SONIA VAZQUEZ: Why am I paying so much of this? What the heck is this, you know? It's really difficult to understand it.

ALLEN: Standing outside the power company offices in San Juan, Vazquez is carrying her big file of bills and correspondence in a shopping bag some eight inches thick. Nearly four years ago, she began contesting part of her bill each month. Vazquez, a fearless 60-year-old, now owes the power company nearly $10,000 and says she has no intention of paying.

VAZQUEZ: They're supposed to detail to me everything that they're charging me. Why am I paying something that I don't know what is contained in it?

ALLEN: Many in Puerto Rico share Sonia Vazquez's dissatisfaction with the island's state-owned power company, including, perhaps surprisingly, Jose Maeso. Maeso is Puerto Rico's top energy official. There are many problems with PREPA, he says.

JOSE MAESO: We have about 50 percent more of the capacity that we need right now. Along with that, we have most of the plants are very old - 50, 60 years. The infrastructure is not prepared to be modern, you know, to be competitive.

ALLEN: It's a grid and series of power plants built when Puerto Rico nurtured dreams of industrialization. Decades later, many power plants sit idle, but customers are still paying for them - but only some of the customers. Nearly a third of PREPA's accounts received subsidized rates that required them to pay little or nothing. That includes many large users - city governments and hotels are officially exempt from paying. Maeso says others, including the schools and the island's train system, simply don't pay.

MAESO: All of us are subsidizing whatever somebody else doesn't pay, even the government itself. But that definitely needs to stop in order for us to fix the whole system.

ALLEN: After decades of mismanagement, for Puerto Rico's power company, time has run out. It's $9 billion in debt and now unable to make scheduled payments to creditors. It's operating week-to-week under a series of temporary agreements with Wall Street firms. And some of those bondholders have said they want to raise rates. Maeso is concerned about the impact that would have on the island's economy and its ability to retain factories and other large employers who may consider moving elsewhere. As for residential customers, like Sonia Vazquez, Maeso says they'll adjust by turning off lights and not using their air conditioners. It's advice that makes Sonia Vazquez angry.
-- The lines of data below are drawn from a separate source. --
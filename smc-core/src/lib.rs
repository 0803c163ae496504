//! SMC Core: streaming smart-money-concepts signal engine.
//!
//! One [`engine::Pipeline`] per instrument consumes final base-timeframe bars
//! (plus the latest closed higher-timeframe bar) and emits per-tick output:
//! - Market-structure detectors (structure, order blocks, FVG, liquidity sweeps)
//! - Multi-timeframe trend alignment and volume confirmation
//! - Composed long/short entry signals
//! - Position lifecycle with fixed or trailing brackets and a bar budget
//! - A Gaussian kernel regression channel (rolling or repainting endpoint fit)
//!
//! The core never fills orders. It emits declarative [`position_management::OrderIntent`]s.

pub mod config;
pub mod data;
pub mod detectors;
pub mod domain;
pub mod engine;
pub mod error;
pub mod indicators;
pub mod kernel;
pub mod position_management;
pub mod signals;
pub mod trend;

pub use config::StrategyConfig;
pub use engine::{Pipeline, TickOutput};
pub use error::{AlignmentError, ConfigError, EngineError, NumericError};

#[cfg(test)]
mod tests {
    use super::*;

    /// Compile-time check: a pipeline and its output can move across threads,
    /// so independent instruments can be replayed in parallel.
    #[allow(dead_code)]
    fn assert_send_sync() {
        fn require_send<T: Send>() {}
        fn require_sync<T: Sync>() {}

        require_send::<domain::Bar>();
        require_sync::<domain::Bar>();
        require_send::<domain::Position>();
        require_sync::<domain::Position>();

        require_send::<Pipeline>();
        require_sync::<Pipeline>();
        require_send::<TickOutput>();
        require_sync::<TickOutput>();
        require_send::<StrategyConfig>();
        require_sync::<StrategyConfig>();
        require_send::<EngineError>();
        require_sync::<EngineError>();

        require_send::<kernel::KernelRegressionChannel>();
        require_sync::<kernel::KernelRegressionChannel>();
        require_send::<position_management::PositionLifecycleManager>();
        require_sync::<position_management::PositionLifecycleManager>();
        require_send::<engine::ReplayResult>();
        require_sync::<engine::ReplayResult>();
    }
}
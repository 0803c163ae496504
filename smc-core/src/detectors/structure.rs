//! Swing-structure classification from the last two bars.

use serde::{Deserialize, Serialize};

use crate::domain::Bar;
use crate::indicators::RollingWindow;

#[derive(Debug, Clone, Copy, PartialEq, Eq, Default, Serialize, Deserialize)]
pub enum StructureState {
    HigherHigh,
    LowerLow,
    #[default]
    Inside,
}

/// Stateless classifier.
///
/// - HigherHigh: high > prev high and low >= prev low
/// - LowerLow: high <= prev high and low < prev low
/// - Inside: anything else, including the first bar
#[derive(Debug, Clone, Copy, Default)]
pub struct MarketStructureDetector;

impl MarketStructureDetector {
    pub fn classify(current: &Bar, previous: Option<&Bar>) -> StructureState {
        let Some(prev) = previous else {
            return StructureState::Inside;
        };
        if current.high > prev.high && current.low >= prev.low {
            StructureState::HigherHigh
        } else if current.high <= prev.high && current.low < prev.low {
            StructureState::LowerLow
        } else {
            StructureState::Inside
        }
    }

    pub fn evaluate(&self, history: &RollingWindow<Bar>) -> StructureState {
        match history.get(0) {
            Some(current) => Self::classify(&current, history.get(1).as_ref()),
            None => StructureState::Inside,
        }
    }
}
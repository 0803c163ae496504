//! `smc replay`: per-instrument batch replay with file outputs.
//!
//! For each instrument writes, under the output directory:
//! - `<name>.ticks.jsonl`: one `TickOutput` per bar
//! - `<name>.trades.csv`: round trips implied by the intents
//! - `<name>.summary.json`: counts, returns and the config fingerprint

use std::fs::{self, File};
use std::io::{BufWriter, Write};
use std::path::{Path, PathBuf};
use std::str::FromStr;

use anyhow::{bail, Context, Result};
use serde::Serialize;
use smc_core::data::align_higher_timeframe;
use smc_core::engine::{replay, ReplaySummary};
use smc_core::StrategyConfig;
use tracing::info;

use crate::load::read_bars;

/// `NAME=BASE_CSV[,HTF_CSV]`
#[derive(Debug, Clone, PartialEq)]
pub struct InstrumentSpec {
    pub name: String,
    pub base: PathBuf,
    pub higher: Option<PathBuf>,
}

impl FromStr for InstrumentSpec {
    type Err = anyhow::Error;

    fn from_str(s: &str) -> Result<Self> {
        let Some((name, files)) = s.split_once('=') else {
            bail!("expected NAME=BASE_CSV[,HTF_CSV], got '{s}'");
        };
        if name.trim().is_empty() {
            bail!("instrument name is empty in '{s}'");
        }
        let mut paths = files.split(',').map(str::trim);
        let base = match paths.next() {
            Some(p) if !p.is_empty() => PathBuf::from(p),
            _ => bail!("missing base CSV in '{s}'"),
        };
        let higher = paths.next().filter(|p| !p.is_empty()).map(PathBuf::from);
        if paths.next().is_some() {
            bail!("too many files in '{s}'");
        }
        Ok(Self {
            name: name.trim().to_string(),
            base,
            higher,
        })
    }
}

#[derive(Debug, Clone, Serialize)]
pub struct InstrumentReport {
    pub instrument: String,
    pub config_fingerprint: String,
    #[serde(flatten)]
    pub summary: ReplaySummary,
}

pub fn run_instrument(
    spec: &InstrumentSpec,
    config: &StrategyConfig,
    output_dir: &Path,
) -> Result<InstrumentReport> {
    let base = read_bars(&spec.base)?;
    let htf = match &spec.higher {
        Some(path) => {
            let higher = read_bars(path)?;
            align_higher_timeframe(
                &base,
                config.timeframes.entry,
                &higher,
                config.timeframes.higher,
            )
        }
        None => vec![None; base.len()],
    };
    info!(instrument = %spec.name, bars = base.len(), "replaying");

    let result = replay(config, &base, &htf)
        .with_context(|| format!("replay failed for {}", spec.name))?;

    let ticks_path = output_dir.join(format!("{}.ticks.jsonl", spec.name));
    let mut out = BufWriter::new(
        File::create(&ticks_path).with_context(|| format!("creating {}", ticks_path.display()))?,
    );
    for tick in &result.ticks {
        serde_json::to_writer(&mut out, tick)?;
        out.write_all(b"\n")?;
    }
    out.flush()?;

    let trades_path = output_dir.join(format!("{}.trades.csv", spec.name));
    let mut wtr = csv::Writer::from_path(&trades_path)
        .with_context(|| format!("creating {}", trades_path.display()))?;
    for trade in &result.trades {
        wtr.serialize(trade)?;
    }
    wtr.flush()?;

    let report = InstrumentReport {
        instrument: spec.name.clone(),
        config_fingerprint: config.fingerprint()?,
        summary: result.summary,
    };
    let summary_path = output_dir.join(format!("{}.summary.json", spec.name));
    fs::write(&summary_path, serde_json::to_string_pretty(&report)?)
        .with_context(|| format!("writing {}", summary_path.display()))?;

    Ok(report)
}

pub fn print_summary(reports: &[InstrumentReport]) {
    println!();
    println!(
        "{:<12} {:>8} {:>7} {:>6} {:>6} {:>6} {:>10} {:>7}",
        "instrument", "bars", "warmup", "long", "short", "wins", "return %", "halted"
    );
    for r in reports {
        let s = &r.summary;
        println!(
            "{:<12} {:>8} {:>7} {:>6} {:>6} {:>6} {:>10.2} {:>7}",
            r.instrument,
            s.bars,
            s.warmup_bars,
            s.long_entries,
            s.short_entries,
            s.wins,
            s.total_return_pct,
            s.halted
        );
    }
}

#[cfg(test)]
mod tests {
    use super::*;

    #[test]
    fn parses_instrument_specs() {
        let spec: InstrumentSpec = "BTC=base.csv,htf.csv".parse().unwrap();
        assert_eq!(spec.name, "BTC");
        assert_eq!(spec.base, PathBuf::from("base.csv"));
        assert_eq!(spec.higher, Some(PathBuf::from("htf.csv")));

        let spec: InstrumentSpec = "ETH=eth.csv".parse().unwrap();
        assert_eq!(spec.higher, None);

        assert!("no-equals".parse::<InstrumentSpec>().is_err());
        assert!("=base.csv".parse::<InstrumentSpec>().is_err());
        assert!("X=".parse::<InstrumentSpec>().is_err());
        assert!("X=a,b,c".parse::<InstrumentSpec>().is_err());
    }
}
VAZQUEZ: They don't really care about us, you know? They just tell me don't use the dryer. Why don't you put your clothes outside? That's what they think. They really think that the way we can do it is sacrificing and paying more, but, you know, they subsidize everyone except the people that work.

ALLEN: Puerto Rico's energy problems may come to a head in July when the power authority is expected to default. If that happens, it will be another blow to the island's already staggering economy. Greg Allen, NPR News.